Scan the records for "Some" and copy each line that contains it.

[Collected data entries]
* * * * * * *
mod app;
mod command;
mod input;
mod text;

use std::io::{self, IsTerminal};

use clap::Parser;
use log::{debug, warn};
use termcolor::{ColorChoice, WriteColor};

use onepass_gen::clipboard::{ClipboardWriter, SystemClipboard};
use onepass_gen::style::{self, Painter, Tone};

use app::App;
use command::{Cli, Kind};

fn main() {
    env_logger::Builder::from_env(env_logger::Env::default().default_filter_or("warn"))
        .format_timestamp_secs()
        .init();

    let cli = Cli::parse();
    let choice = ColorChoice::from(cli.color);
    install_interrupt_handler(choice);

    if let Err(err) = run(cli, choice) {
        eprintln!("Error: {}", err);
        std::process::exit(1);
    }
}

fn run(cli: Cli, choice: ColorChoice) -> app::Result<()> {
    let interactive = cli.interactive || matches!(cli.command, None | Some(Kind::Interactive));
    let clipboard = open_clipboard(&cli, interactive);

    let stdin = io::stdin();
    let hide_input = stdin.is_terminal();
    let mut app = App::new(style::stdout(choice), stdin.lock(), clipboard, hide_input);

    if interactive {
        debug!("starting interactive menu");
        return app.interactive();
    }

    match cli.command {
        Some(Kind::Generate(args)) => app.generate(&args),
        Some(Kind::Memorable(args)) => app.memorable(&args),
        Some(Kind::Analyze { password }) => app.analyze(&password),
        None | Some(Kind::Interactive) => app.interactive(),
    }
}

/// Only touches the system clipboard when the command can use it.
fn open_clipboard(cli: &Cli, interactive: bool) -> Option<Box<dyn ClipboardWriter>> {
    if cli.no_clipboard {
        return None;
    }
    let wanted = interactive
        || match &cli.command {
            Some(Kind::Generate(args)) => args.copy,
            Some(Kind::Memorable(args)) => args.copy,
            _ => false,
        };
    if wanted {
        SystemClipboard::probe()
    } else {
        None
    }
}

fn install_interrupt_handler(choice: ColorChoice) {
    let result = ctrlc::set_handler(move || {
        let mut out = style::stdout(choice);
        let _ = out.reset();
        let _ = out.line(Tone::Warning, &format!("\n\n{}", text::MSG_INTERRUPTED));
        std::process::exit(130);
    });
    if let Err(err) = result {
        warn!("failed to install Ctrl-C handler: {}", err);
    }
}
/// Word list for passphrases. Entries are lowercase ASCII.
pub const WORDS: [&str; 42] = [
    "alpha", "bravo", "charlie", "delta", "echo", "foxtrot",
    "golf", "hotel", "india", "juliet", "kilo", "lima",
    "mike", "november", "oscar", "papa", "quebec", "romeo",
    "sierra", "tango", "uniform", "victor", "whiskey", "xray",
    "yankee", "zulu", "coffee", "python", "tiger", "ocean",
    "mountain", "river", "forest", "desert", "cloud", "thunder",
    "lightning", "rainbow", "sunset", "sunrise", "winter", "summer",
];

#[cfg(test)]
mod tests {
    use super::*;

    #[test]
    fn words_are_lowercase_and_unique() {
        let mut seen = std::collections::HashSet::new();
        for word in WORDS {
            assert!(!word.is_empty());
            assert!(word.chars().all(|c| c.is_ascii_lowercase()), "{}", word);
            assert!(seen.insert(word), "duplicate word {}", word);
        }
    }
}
* * * * * * *
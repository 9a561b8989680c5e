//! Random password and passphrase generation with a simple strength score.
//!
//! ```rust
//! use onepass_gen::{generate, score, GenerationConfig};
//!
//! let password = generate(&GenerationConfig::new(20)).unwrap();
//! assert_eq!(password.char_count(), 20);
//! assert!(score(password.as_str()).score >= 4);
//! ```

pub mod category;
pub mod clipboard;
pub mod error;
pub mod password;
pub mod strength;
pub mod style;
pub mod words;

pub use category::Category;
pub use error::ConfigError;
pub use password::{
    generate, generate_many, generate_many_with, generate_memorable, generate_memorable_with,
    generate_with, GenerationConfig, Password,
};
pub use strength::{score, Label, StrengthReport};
* * * * * * *
#### Output for this exercise:
    let interactive = cli.interactive || matches!(cli.command, None | Some(Kind::Interactive));
        Some(Kind::Generate(args)) => app.generate(&args),
        Some(Kind::Memorable(args)) => app.memorable(&args),
        Some(Kind::Analyze { password }) => app.analyze(&password),
        None | Some(Kind::Interactive) => app.interactive(),
            Some(Kind::Generate(args)) => args.copy,
            Some(Kind::Memorable(args)) => args.copy,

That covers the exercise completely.